AIM OF THE TASK ▸ Transcribe the records below exactly, from their first line through the line containing "is committed, the". Omit every line after it.

START SOURCE RECORDS

//! Addressable grid cells and their placement transaction.

use std::{fmt, sync::Arc};

use gaius_core::{Anchor, Coordinate, PlacementError, TileMeta, TileState, TileStatus, VisualId};
use tracing::debug;

use crate::PlacementPreview;

/// Single addressable cell of the tile world.
///
/// A cell owns its [`TileState`] and, once a placement is committed, the
/// catalog entry and placeholder of the building standing on it. Chains are
/// one-directional: only the root enumerates its members through
/// `chain_nodes`, members only know their root.
#[derive(Clone, Debug)]
pub struct GridCell {
    coordinate: Coordinate,
    state: TileState,
    meta: Option<Arc<TileMeta>>,
    occupant: Option<VisualId>,
    hovered: bool,
    selected: bool,
    preview: Option<PlacementPreview>,
    chain_root: Option<Coordinate>,
    chain_nodes: Vec<Coordinate>,
}

impl GridCell {
    /// Creates an empty, unchained cell at the provided coordinate.
    #[must_use]
    pub fn new(coordinate: Coordinate) -> Self {
        Self {
            coordinate,
            state: TileState::new(),
            meta: None,
            occupant: None,
            hovered: false,
            selected: false,
            preview: None,
            chain_root: None,
            chain_nodes: Vec::new(),
        }
    }

    /// Key of the cell within the grid.
    #[must_use]
    pub const fn coordinate(&self) -> Coordinate {
        self.coordinate
    }

    /// Scene name of the cell, as reported for pointer hits.
    #[must_use]
    pub fn name(&self) -> String {
        format!("Slot ({}, {})", self.coordinate.x(), self.coordinate.z())
    }

    /// Simulation state owned by the cell.
    #[must_use]
    pub fn state(&self) -> &TileState {
        &self.state
    }

    /// Catalog entry of the committed placement, if any.
    #[must_use]
    pub fn meta(&self) -> Option<&Arc<TileMeta>> {
        self.meta.as_ref()
    }

    /// Placeholder of the committed building, if any.
    #[must_use]
    pub const fn occupant(&self) -> Option<VisualId> {
        self.occupant
    }

    /// Whether the pointer currently rests on the cell.
    #[must_use]
    pub const fn is_hovered(&self) -> bool {
        self.hovered
    }

    /// Whether the cell is selected.
    #[must_use]
    pub const fn is_selected(&self) -> bool {
        self.selected
    }

    /// Preview currently attached to the cell.
    #[must_use]
    pub fn preview(&self) -> Option<&PlacementPreview> {
        self.preview.as_ref()
    }

    /// Catalog entry of the attached preview.
    #[must_use]
    pub fn preview_meta(&self) -> Option<Arc<TileMeta>> {
        self.preview.as_ref().map(|preview| Arc::clone(preview.meta()))
    }

    /// Root of the chain this cell belongs to, when it is a chain member.
    #[must_use]
    pub const fn chain_root(&self) -> Option<Coordinate> {
        self.chain_root
    }

    /// Members chained beneath this cell; only populated on a chain root.
    #[must_use]
    pub fn chain_nodes(&self) -> &[Coordinate] {
        &self.chain_nodes
    }

    /// Reports whether a new placement may claim the cell.
    #[must_use]
    pub fn can_place(&self) -> bool {
        self.placeability().is_ok()
    }

    /// Explains why a new placement may not claim the cell.
    pub fn placeability(&self) -> Result<(), PlacementError> {
        if self.state.status != TileStatus::Empty {
            return Err(PlacementError::Occupied);
        }
        if self.chain_root.is_some() {
            return Err(PlacementError::Chained);
        }
        Ok(())
    }

    /// Commits the attached preview onto the cell.
    ///
    /// Rejections leave the cell untouched. On success the preview's meta
    /// becomes the cell's meta, the state is reset and flipped to
    /// [`TileStatus::Building`], the placeholder becomes the occupant and the
    /// hover flag is cleared. The consumed placeholder is returned.
    pub fn place(&mut self) -> Result<VisualId, PlacementError> {
        if self.preview.is_none() {
            debug!(cell = ?self.coordinate, "place rejected: no preview");
            return Err(PlacementError::NoPreview);
        }
        if !self.hovered {
            debug!(cell = ?self.coordinate, "place rejected: not hovered");
            return Err(PlacementError::NotHovered);
        }
        if let Err(reason) = self.placeability() {
            debug!(cell = ?self.coordinate, %reason, "place rejected");
            return Err(reason);
        }

        let Some(preview) = self.preview.take() else {
            return Err(PlacementError::NoPreview);
        };
        self.state.reset();
        self.state.status = TileStatus::Building;
        self.meta = Some(Arc::clone(preview.meta()));
        self.occupant = Some(preview.visual());
        self.hovered = false;
        Ok(preview.visual())
    }

    /// Attaches or detaches a preview.
    ///
    /// Attaching returns the anchor the placeholder has to move to; detaching
    /// has no effect on the cell's own state.
    pub fn set_preview(&mut self, preview: Option<PlacementPreview>) -> Option<Anchor> {
        let anchor = preview
            .as_ref()
            .map(|preview| preview.anchor_at(self.coordinate));
        self.preview = preview;
        anchor
    }

    /// Sets the hover flag of this cell only.
    pub fn set_hover(&mut self, hovered: bool) {
        self.hovered = hovered;
    }

    /// Sets the selection flag of this cell only.
    pub fn set_selected(&mut self, selected: bool) {
        self.selected = selected;
    }

    /// Appends a member to the chain rooted at this cell.
    pub fn add_chain_node(&mut self, node: Coordinate) {
        self.chain_nodes.push(node);
    }

    /// Forgets every member of the chain rooted at this cell.
    pub fn clear_chain_nodes(&mut self) {
        self.chain_nodes.clear();
    }

    /// Records the root of the chain this cell belongs to.
    pub fn set_chained(&mut self, root: Option<Coordinate>) {
        self.chain_root = root;
    }

    pub(crate) fn state_mut(&mut self) -> &mut TileState {
        &mut self.state
    }

    /// Returns the cell to the empty, unchained state and hands back its occupant.
    pub(crate) fn clear_placement(&mut self) -> Option<VisualId> {
        self.state.reset();
        self.meta = None;
        self.chain_root = None;
        self.chain_nodes.clear();
        self.occupant.take()
    }

    /// Zeroes the state and marks it destroyed, keeping meta and chain topology.
    pub(crate) fn mark_destroyed(&mut self) {
        self.state.reset();
        self.state.status = TileStatus::Destroyed;
    }
}

impl fmt::Display for GridCell {
    fn fmt(&self, f: &mut fmt::Formatter<'_>) -> fmt::Result {
        let child = self.meta.as_ref().map_or("None", |meta| meta.id.as_str());
        write!(
            f,
            "x={}, z={}, child={}, lv={}, h={}",
            self.coordinate.x(),
            self.coordinate.z(),
            child,
            self.state.level,
            self.state.health
        )
    }
}
fn all_placeable(grid: &BTreeMap<Coordinate, GridCell>, cells: &[Coordinate]) -> bool {
    cells
        .iter()
        .all(|cell| grid.get(cell).is_some_and(GridCell::can_place))
}

/// Applies the provided command to the world, mutating state deterministically.
pub fn apply(world: &mut World, command: Command, out_events: &mut Vec<Event>) {
    let _span = info_span!("apply").entered();
    match command {
        Command::SetPreviewTile { meta } => world.set_preview_tile(meta, out_events),
        Command::Interact { hit, confirm } => {
            world.handle_slot_interaction(hit, confirm, out_events);
        }
        Command::SetChainHovered { cell, hovered } => world.set_chain_hovered(cell, hovered),
        Command::SetChainSelected { cell, selected } => world.set_chain_selected(cell, selected),
        Command::Demolish { cell } => world.demolish(cell, out_events),
        Command::Destroy { cell } => world.destroy(cell, out_events),
        Command::SetNearby { cell, kind, nearby } => {
            world.set_nearby(cell, kind, nearby, out_events);
        }
    }
}

/// Query functions that provide read-only access to the world state.
pub mod query {
    use gaius_core::{AdjacencyKind, Coordinate, FootprintSize, PlacementError, TileStatus};

    use super::{GridCell, PlacementPreview, World, WorldConfig};

    /// Configuration the world was spawned with.
    #[must_use]
    pub fn config(world: &World) -> &WorldConfig {
        &world.config
    }

    /// Grid dimensions as `(width, height)`.
    #[must_use]
    pub fn dimensions(world: &World) -> (u32, u32) {
        (world.config.width, world.config.height)
    }

    /// Looks up the cell stored under `coordinate`.
    #[must_use]
    pub fn cell(world: &World, coordinate: Coordinate) -> Option<&GridCell> {
        world.grid.get(&coordinate)
    }

    /// Iterates every cell, ordered by `x` then `z`.
    pub fn cells(world: &World) -> impl Iterator<Item = &GridCell> {
        world.grid.values()
    }

    /// Cell currently hovered by the pointer.
    #[must_use]
    pub fn hovered_cell(world: &World) -> Option<Coordinate> {
        world.hovered
    }

    /// Cell currently selected.
    #[must_use]
    pub fn selected_cell(world: &World) -> Option<Coordinate> {
        world.selected
    }

    /// Cell the pointer resolved to on the latest interaction tick.
    #[must_use]
    pub fn raycast_hit(world: &World) -> Option<Coordinate> {
        world.raycast_hit
    }

    /// Active placement preview.
    #[must_use]
    pub fn preview(world: &World) -> Option<&PlacementPreview> {
        world.preview.as_ref()
    }

    /// Footprint of `size` centered on `center`.
    ///
    /// Coordinates are ordered with `x` ascending in the outer loop and `z`
    /// ascending in the inner loop, so the first entry is the most negative
    /// corner. Fails when any coordinate lies outside the grid.
    pub fn centered_selection(
        world: &World,
        center: Coordinate,
        size: FootprintSize,
    ) -> Result<Vec<Coordinate>, PlacementError> {
        super::centered_selection(&world.grid, center, size)
    }

    /// Reports whether a footprint of `size` centered on `center` fits on empty, unchained cells.
    #[must_use]
    pub fn can_place(world: &World, center: Coordinate, size: FootprintSize) -> bool {
        centered_selection(world, center, size)
            .is_ok_and(|cells| super::all_placeable(&world.grid, &cells))
    }

    /// Resolves the recorded neighbours of `cell`, skipping entries that no longer hold a tile.
    #[must_use]
    pub fn nearby(world: &World, cell: Coordinate, kind: AdjacencyKind) -> Vec<&GridCell> {
        let Some(slot) = world.grid.get(&cell) else {
            return Vec::new();
        };
        slot.state()
            .nearby(kind)
            .iter()
            .filter_map(|neighbour| world.grid.get(neighbour))
            .filter(|neighbour| neighbour.state().status != TileStatus::Empty)
            .collect()
    }

    /// Debug description of a cell, or `<none>` when absent.
    #[must_use]
    pub fn describe(world: &World, cell: Option<Coordinate>) -> String {
        cell.and_then(|cell| world.grid.get(&cell))
            .map_or_else(|| "<none>".to_owned(), ToString::to_string)
    }
}
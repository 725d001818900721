use std::collections::BTreeMap;

use gaius_core::{Anchor, Appearance, Event, VisualId};
use tracing::{debug, info};

/// Placeholder tracked by the ledger.
#[derive(Clone, Debug, PartialEq)]
pub(crate) struct Visual {
    pub(crate) meta_id: String,
    pub(crate) appearance: Appearance,
    pub(crate) anchor: Option<Anchor>,
}

/// Visual factory that records placeholders instead of rendering them.
#[derive(Debug, Default)]
pub(crate) struct VisualLedger {
    visuals: BTreeMap<VisualId, Visual>,
}

impl VisualLedger {
    /// Applies the visual side effects carried by `events`.
    pub(crate) fn observe(&mut self, events: &[Event]) {
        for event in events {
            match event {
                Event::PreviewSpawned {
                    visual,
                    meta_id,
                    appearance,
                } => {
                    debug!(visual = visual.get(), %meta_id, ?appearance, "visual spawned");
                    let _ = self.visuals.insert(
                        *visual,
                        Visual {
                            meta_id: meta_id.clone(),
                            appearance: *appearance,
                            anchor: None,
                        },
                    );
                }
                Event::PreviewMoved { visual, anchor } => {
                    if let Some(entry) = self.visuals.get_mut(visual) {
                        entry.anchor = Some(*anchor);
                    }
                }
                Event::PreviewValidityChanged { visual, appearance } => {
                    if let Some(entry) = self.visuals.get_mut(visual) {
                        entry.appearance = *appearance;
                    }
                }
                Event::PreviewCommitted { visual, at } => {
                    if let Some(entry) = self.visuals.get_mut(visual) {
                        entry.appearance = Appearance::Solid;
                        info!(visual = visual.get(), meta_id = %entry.meta_id, ?at, "visual committed");
                    }
                }
                Event::PreviewDestroyed { visual } | Event::VisualDestroyed { visual } => {
                    if self.visuals.remove(visual).is_some() {
                        debug!(visual = visual.get(), "visual released");
                    }
                }
                _ => {}
            }
        }
    }

    /// Live placeholders in allocation order.
    pub(crate) fn iter(&self) -> impl Iterator<Item = (VisualId, &Visual)> {
        self.visuals.iter().map(|(visual, entry)| (*visual, entry))
    }

    /// Number of committed buildings currently rendered.
    pub(crate) fn solid_count(&self) -> usize {
        self.visuals
            .values()
            .filter(|visual| visual.appearance == Appearance::Solid)
            .count()
    }

    /// Number of live placeholders of any kind.
    pub(crate) fn len(&self) -> usize {
        self.visuals.len()
    }
}
use std::{fs, process::Command};

fn fixture() -> tempfile::TempDir {
    fixture_with_script(
        r#"[
            { "cursor": [2, 2], "hotkey": "Z" },
            { "cursor": [2, 2], "confirm": true, "dt": 0.02 }
        ]"#,
    )
}

fn fixture_with_script(script: &str) -> tempfile::TempDir {
    let dir = tempfile::tempdir().expect("tempdir");
    let props = dir.path().join("props");
    fs::create_dir(&props).expect("props dir");
    fs::write(
        props.join("house.json"),
        r#"{ "id": "HOUSE", "size": { "x": 2, "z": 2 }, "type": "Residential" }"#,
    )
    .expect("house fixture");
    fs::write(dir.path().join("script.json"), script).expect("script fixture");
    dir
}

fn replay(dir: &tempfile::TempDir, log_filter: &str) -> String {
    let output = Command::new(env!("CARGO_BIN_EXE_gaius"))
        .arg("--props")
        .arg(dir.path().join("props"))
        .arg("--script")
        .arg(dir.path().join("script.json"))
        .args(["--width", "4", "--height", "4"])
        .env("RUST_LOG", log_filter)
        .output()
        .expect("run gaius");

    assert!(output.status.success(), "replay should succeed");
    String::from_utf8(output.stdout).expect("utf8 stdout")
}

#[test]
fn replay_places_house_and_prints_overlay() {
    let dir = fixture();
    let stdout = replay(&dir, "off");
    let mut lines = stdout.lines();

    let overlay = lines.next().expect("overlay line");
    assert!(overlay.starts_with("fps=50"), "unexpected overlay: {overlay}");
    assert!(overlay.contains("selected=<none>"), "unexpected overlay: {overlay}");
    assert!(overlay.contains("hit=Slot (2, 2)"), "unexpected overlay: {overlay}");

    let summary: serde_json::Value =
        serde_json::from_str(lines.next().expect("summary line")).expect("json summary");
    assert_eq!(summary["frame_ms"], 20);
    assert_eq!(summary["fps_band"], "yellow");
}

#[test]
fn call_log_panels_follow_world_spans() {
    let dir = fixture();
    let stdout = replay(&dir, "info");

    let stack = stdout
        .split("Call stack:\n")
        .nth(1)
        .expect("call stack panel");
    assert!(
        stack.starts_with("apply   | 1\ninteract   | 2\nplace   | 3\n"),
        "unexpected panels: {stack}"
    );
    assert!(stdout.contains("Call log:\n"), "unexpected output: {stdout}");
}

#[test]
fn toggled_overlay_prints_nothing() {
    let dir = fixture_with_script(r#"[{ "toggle_overlay": true }, { "dt": 0.02 }]"#);
    let stdout = replay(&dir, "off");
    assert!(stdout.is_empty(), "hidden overlay printed: {stdout}");
}

#[test]
fn negative_frame_duration_is_rejected() {
    let dir = fixture_with_script(r#"[{ "pan": [1.0, 0.0], "dt": -0.1 }]"#);
    let output = Command::new(env!("CARGO_BIN_EXE_gaius"))
        .arg("--props")
        .arg(dir.path().join("props"))
        .arg("--script")
        .arg(dir.path().join("script.json"))
        .env("RUST_LOG", "off")
        .output()
        .expect("run gaius");

    assert!(!output.status.success(), "negative duration must be reported");
}

#[test]
fn missing_props_directory_fails() {
    let dir = tempfile::tempdir().expect("tempdir");
    let output = Command::new(env!("CARGO_BIN_EXE_gaius"))
        .arg("--props")
        .arg(dir.path().join("absent"))
        .env("RUST_LOG", "off")
        .output()
        .expect("run gaius");

    assert!(!output.status.success(), "missing catalog must be reported");
}
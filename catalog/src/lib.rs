#![deny(
    unsafe_code,
    missing_docs,
    dead_code,
    unused_results,
    non_snake_case,
    unreachable_pub
)]

//! Catalog of placeable tile types discovered from JSON files.
//!
//! Each file holds a single [`TileMeta`] object and is keyed by the object's
//! `id` field. The catalog is populated once at startup and then only read.

use std::{
    collections::BTreeMap,
    fs,
    path::{Path, PathBuf},
    sync::Arc,
};

use gaius_core::{LookupError, MetaProvider, TileMeta};
use thiserror::Error;
use tracing::{debug, info, warn};

const CATALOG_EXTENSION: &str = "json";

/// Errors raised while populating or querying the catalog.
#[derive(Debug, Error)]
pub enum CatalogError {
    /// A directory or file could not be read.
    #[error("failed to read {path}")]
    Io {
        /// Path that failed.
        path: PathBuf,
        /// Underlying error.
        #[source]
        source: std::io::Error,
    },
    /// A file did not contain a valid tile meta object.
    #[error("failed to parse {path}")]
    Parse {
        /// Offending file, or `<inline>` for in-memory input.
        path: PathBuf,
        /// Underlying error.
        #[source]
        source: serde_json::Error,
    },
    /// The object parsed but violates catalog invariants.
    #[error("invalid tile meta `{id}`: {reason}")]
    Invalid {
        /// Identifier of the offending entry.
        id: String,
        /// Violated invariant.
        reason: &'static str,
    },
    /// A lookup failed.
    #[error(transparent)]
    Lookup(#[from] LookupError),
}

/// Registry of tile metas keyed by identifier.
#[derive(Debug, Default)]
pub struct Catalog {
    entries: BTreeMap<String, Arc<TileMeta>>,
}

impl Catalog {
    /// Creates an empty catalog.
    #[must_use]
    pub fn new() -> Self {
        Self::default()
    }

    /// Parses a single JSON object into a validated entry.
    pub fn parse(raw_json: &str) -> Result<Arc<TileMeta>, CatalogError> {
        parse_at(raw_json, Path::new("<inline>"))
    }

    /// Loads every `*.json` file in `dir`, returning how many entries were discovered.
    ///
    /// Files are visited in path order; a later file reusing an identifier
    /// replaces the earlier entry.
    pub fn discover(&mut self, dir: impl AsRef<Path>) -> Result<usize, CatalogError> {
        let dir = dir.as_ref();
        let read_dir = fs::read_dir(dir).map_err(|source| CatalogError::Io {
            path: dir.to_path_buf(),
            source,
        })?;

        let mut files = Vec::new();
        for entry in read_dir {
            let entry = entry.map_err(|source| CatalogError::Io {
                path: dir.to_path_buf(),
                source,
            })?;
            let path = entry.path();
            let is_json = path
                .extension()
                .is_some_and(|extension| extension == CATALOG_EXTENSION);
            if is_json && path.is_file() {
                files.push(path);
            }
        }
        files.sort();

        let mut discovered = 0;
        for path in files {
            let text = fs::read_to_string(&path).map_err(|source| CatalogError::Io {
                path: path.clone(),
                source,
            })?;
            let meta = parse_at(&text, &path)?;
            debug!(id = %meta.id, path = %path.display(), "tile meta parsed");
            self.insert(meta);
            discovered += 1;
        }

        info!(dir = %dir.display(), discovered, "tile metas discovered");
        Ok(discovered)
    }

    /// Registers an entry, replacing any previous entry with the same identifier.
    pub fn insert(&mut self, meta: Arc<TileMeta>) {
        if let Some(previous) = self.entries.insert(meta.id.clone(), meta) {
            warn!(id = %previous.id, "tile meta replaced by a later definition");
        }
    }

    /// Number of registered entries.
    #[must_use]
    pub fn len(&self) -> usize {
        self.entries.len()
    }

    /// Reports whether no entry is registered.
    #[must_use]
    pub fn is_empty(&self) -> bool {
        self.entries.is_empty()
    }

    /// Identifiers of every entry in sorted order.
    pub fn ids(&self) -> impl Iterator<Item = &str> {
        self.entries.keys().map(String::as_str)
    }

    /// Every entry in identifier order.
    pub fn iter(&self) -> impl Iterator<Item = &Arc<TileMeta>> {
        self.entries.values()
    }
}

impl MetaProvider for Catalog {
    fn lookup(&self, id: &str) -> Result<Arc<TileMeta>, LookupError> {
        self.entries
            .get(id)
            .cloned()
            .ok_or_else(|| LookupError::NotFound(id.to_owned()))
    }
}

fn parse_at(raw_json: &str, path: &Path) -> Result<Arc<TileMeta>, CatalogError> {
    let meta: TileMeta = serde_json::from_str(raw_json).map_err(|source| CatalogError::Parse {
        path: path.to_path_buf(),
        source,
    })?;
    validate(&meta)?;
    Ok(Arc::new(meta))
}

fn validate(meta: &TileMeta) -> Result<(), CatalogError> {
    let reason = if meta.id.trim().is_empty() {
        Some("identifier must not be empty")
    } else if meta.size.x() == 0 || meta.size.z() == 0 {
        Some("footprint must cover at least one cell on each axis")
    } else {
        None
    };

    match reason {
        Some(reason) => Err(CatalogError::Invalid {
            id: meta.id.clone(),
            reason,
        }),
        None => Ok(()),
    }
}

END SOURCE RECORDS

ANSWER BOX ▸
//! Addressable grid cells and their placement transaction.

use std::{fmt, sync::Arc};

use gaius_core::{Anchor, Coordinate, PlacementError, TileMeta, TileState, TileStatus, VisualId};
use tracing::debug;

use crate::PlacementPreview;

/// Single addressable cell of the tile world.
///
/// A cell owns its [`TileState`] and, once a placement is committed, the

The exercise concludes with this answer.